After completing The Data City’s advanced list building process, 662 companies in the quantum sector had been found, with at least one expert approving the inclusion of each one.
Of these 662 companies, 127 were in the original list of 203 companies compiled by sector experts.
Across our list and the original list there are 703 unique companies. Of these, The Data City’s method found 94%. The experts’ original list contained 26%.
By combining the strengths of machine-learning and expertise, The Data City process for defining sectors is better than either would be independently.
Accommodating disagreement within The Data City platform.
In this example, ESP Central Limited (07087855, espcentral.co.uk) is a company that is included in the expert quantum list, but not in The Data City’s.
They are a knowledge transfer company, specialising in the promotion and commercialisation of university research. They are included in the expert’s list largely because of their involvement with the UK’s Electronics, Sensors, Photonic Knowledge Transfer Network.
There was disagreement among the experts working on the project whether ESP Central should be included in their list. The company’s specialism is in knowledge transfer across a wide range of sectors and they have little specialism in Quantum technologies themselves. It is not surprising that The Data City’s classification process also struggles to decide whether ESP Central is in the quantum sector or not.
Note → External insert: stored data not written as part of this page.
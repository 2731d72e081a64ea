use std::f32::consts::TAU;

use nalgebra::Vector3;

use crate::scene::draw::ShapePart;

use super::Geometry;

pub const SEGMENTS: u16 = 36;

/// Cylinder from y = 0 to y = 1. A top radius smaller than the bottom one
/// gives the tapered variant.
pub fn geometry(bottom_radius: f32, top_radius: f32) -> Geometry {
    let mut g = Geometry::default();
    let angle = |i: u16| TAU * i as f32 / SEGMENTS as f32;

    g.part(ShapePart::Top, |g| {
        cap(g, top_radius, 1.0, angle, true);
    });
    g.part(ShapePart::Bottom, |g| {
        cap(g, bottom_radius, 0.0, angle, false);
    });
    g.part(ShapePart::Sides, |g| {
        let slope = bottom_radius - top_radius;
        let mut ring = Vec::with_capacity(SEGMENTS as usize + 1);
        // the seam is duplicated so u can run 0..1
        for i in 0..=SEGMENTS {
            let (sin, cos) = angle(i).sin_cos();
            let normal = Vector3::new(cos, slope, sin).normalize();
            let u = i as f32 / SEGMENTS as f32;
            let b = g.vertex(
                [bottom_radius * cos, 0.0, bottom_radius * sin],
                normal.into(),
                [u, 0.0],
            );
            let t = g.vertex(
                [top_radius * cos, 1.0, top_radius * sin],
                normal.into(),
                [u, 1.0],
            );
            ring.push((b, t));
        }
        for pair in ring.windows(2) {
            let [(b0, t0), (b1, t1)] = [pair[0], pair[1]];
            g.triangle(b0, t0, t1);
            g.triangle(t1, b1, b0);
        }
    });
    g
}

fn cap(g: &mut Geometry, radius: f32, y: f32, angle: impl Fn(u16) -> f32, up: bool) {
    let normal = if up { [0.0, 1.0, 0.0] } else { [0.0, -1.0, 0.0] };
    let center = g.vertex([0.0, y, 0.0], normal, [0.5, 0.5]);
    let rim: Vec<u16> = (0..SEGMENTS)
        .map(|i| {
            let (sin, cos) = angle(i).sin_cos();
            g.vertex(
                [radius * cos, y, radius * sin],
                normal,
                [0.5 + 0.5 * cos, 0.5 + 0.5 * sin],
            )
        })
        .collect();
    for i in 0..rim.len() {
        let p = rim[i];
        let next = rim[(i + 1) % rim.len()];
        if up {
            g.triangle(center, next, p);
        } else {
            g.triangle(center, p, next);
        }
    }
}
A strength of The Data City process is that ESP Central could be added to the training set defining the Quantum sector in a few minutes. Fifteen minutes later, having examined all companies in the UK, the Quantum list would be changed to include not only ESP Central, but other similar companies operating in the knowledge transfer sector with some experience in Quantum.
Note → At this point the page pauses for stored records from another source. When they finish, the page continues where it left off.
use std::{fs::File, io::Read, path::Path};

use anyhow::{bail, Context, Result};
use wgpu::{
    Extent3d, ImageCopyTexture, ImageDataLayout, Origin3d, Queue, ShaderSource, Texture,
    TextureAspect, TextureFormat,
};

pub mod tools;

/// WGSL source with the names of its vertex and fragment entry points.
#[derive(Debug)]
pub struct Shader {
    pub source: String,
    vs_enter_point: String,
    fs_enter_point: String,
}

impl Shader {
    pub const VS_FUNC_NAME: &'static str = "vertex_main";
    pub const FS_FUNC_NAME: &'static str = "fragment_main";

    pub fn vs_enter_point(&self) -> &str {
        &self.vs_enter_point
    }

    pub fn fs_enter_point(&self) -> &str {
        &self.fs_enter_point
    }

    pub fn as_shader_source(&self) -> ShaderSource {
        ShaderSource::Wgsl(self.source.as_str().into())
    }
}

impl Shader {
    pub fn from_wgsl(source: String) -> Self {
        Self {
            source,
            vs_enter_point: Self::VS_FUNC_NAME.to_owned(),
            fs_enter_point: Self::FS_FUNC_NAME.to_owned(),
        }
    }

    pub fn from_path(path: impl AsRef<Path>) -> Result<Self> {
        let path = path.as_ref();
        let mut f = File::open(path).with_context(|| format!("open shader {:?}", path))?;
        let mut buf = String::new();
        f.read_to_string(&mut buf)
            .with_context(|| format!("read shader {:?}", path))?;
        Ok(Self::from_wgsl(buf))
    }
}

/// Decoded RGBA8 pixels, bottom row first.
#[derive(Debug)]
pub struct Image {
    pub data: Vec<u8>,
    pub width: u32,
    pub height: u32,
    /// Channel count of the source file before RGBA conversion.
    pub channels: u8,
    pub format: wgpu::TextureFormat,
}

impl Image {
    pub fn from_path(path: impl AsRef<Path>, srgb: bool) -> Result<Self> {
        let img = image::open(path.as_ref())
            .with_context(|| format!("could not load image {:?}", path.as_ref()))?;
        Self::from_dynamic(img, srgb)
    }

    /// Only RGB and RGBA sources are accepted, the same as the GL upload path
    /// this replaces.
    pub fn from_dynamic(img: image::DynamicImage, srgb: bool) -> Result<Self> {
        let channels = img.color().channel_count();
        if channels != 3 && channels != 4 {
            bail!("not implemented to handle image with {} channels", channels);
        }
        let img = img.flipv();
        let width = img.width();
        let height = img.height();
        let data = img.into_rgba8().into_raw();
        Ok(Image {
            width,
            height,
            channels,
            format: if srgb {
                TextureFormat::Rgba8UnormSrgb
            } else {
                TextureFormat::Rgba8Unorm
            },
            data,
        })
    }

    pub fn white_pixel() -> Self {
        Image {
            data: vec![255; 4],
            width: 1,
            height: 1,
            channels: 4,
            format: TextureFormat::Rgba8UnormSrgb,
        }
    }
}

#[derive(Debug)]
pub struct ImageMipMap {
    pub data: Vec<Vec<u8>>,
    pub width: u32,
    pub height: u32,
    pub format: wgpu::TextureFormat,
}

impl ImageMipMap {
    pub fn extent_3d(&self, mip_level: u32) -> Extent3d {
        Extent3d {
            width: (self.width >> mip_level).max(1),
            height: (self.height >> mip_level).max(1),
            depth_or_array_layers: 1,
        }
    }

    pub fn mip_map_count(&self) -> u32 {
        self.data.len() as u32
    }

    pub fn write_into_texture(&self, queue: &Queue, texture: &Texture, layer: u32) {
        for (mip_level, d) in self.data.iter().enumerate() {
            let mip_level = mip_level as u32;
            let e = self.extent_3d(mip_level);
            let data_layout = ImageDataLayout {
                offset: 0,
                bytes_per_row: Some(tools::RGBA8_PIXEL_SIZE * e.width),
                rows_per_image: Some(e.height),
            };
            queue.write_texture(
                ImageCopyTexture {
                    texture,
                    mip_level,
                    origin: Origin3d {
                        x: 0,
                        y: 0,
                        z: layer,
                    },
                    aspect: TextureAspect::All,
                },
                &d[..],
                data_layout,
                e,
            );
        }
    }
}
In many ways, the greatest strength of our platform is that it uses machine learning and rapid feedback to empower experts. Using our tool, experts can quickly test and refine the boundaries that they wish to set on a sector’s definition. Often the platform will challenge even the most experienced experts on their preconceptions of a sector. The resulting lists are almost always better than lists created by just an expert or just a machine-learning process alone.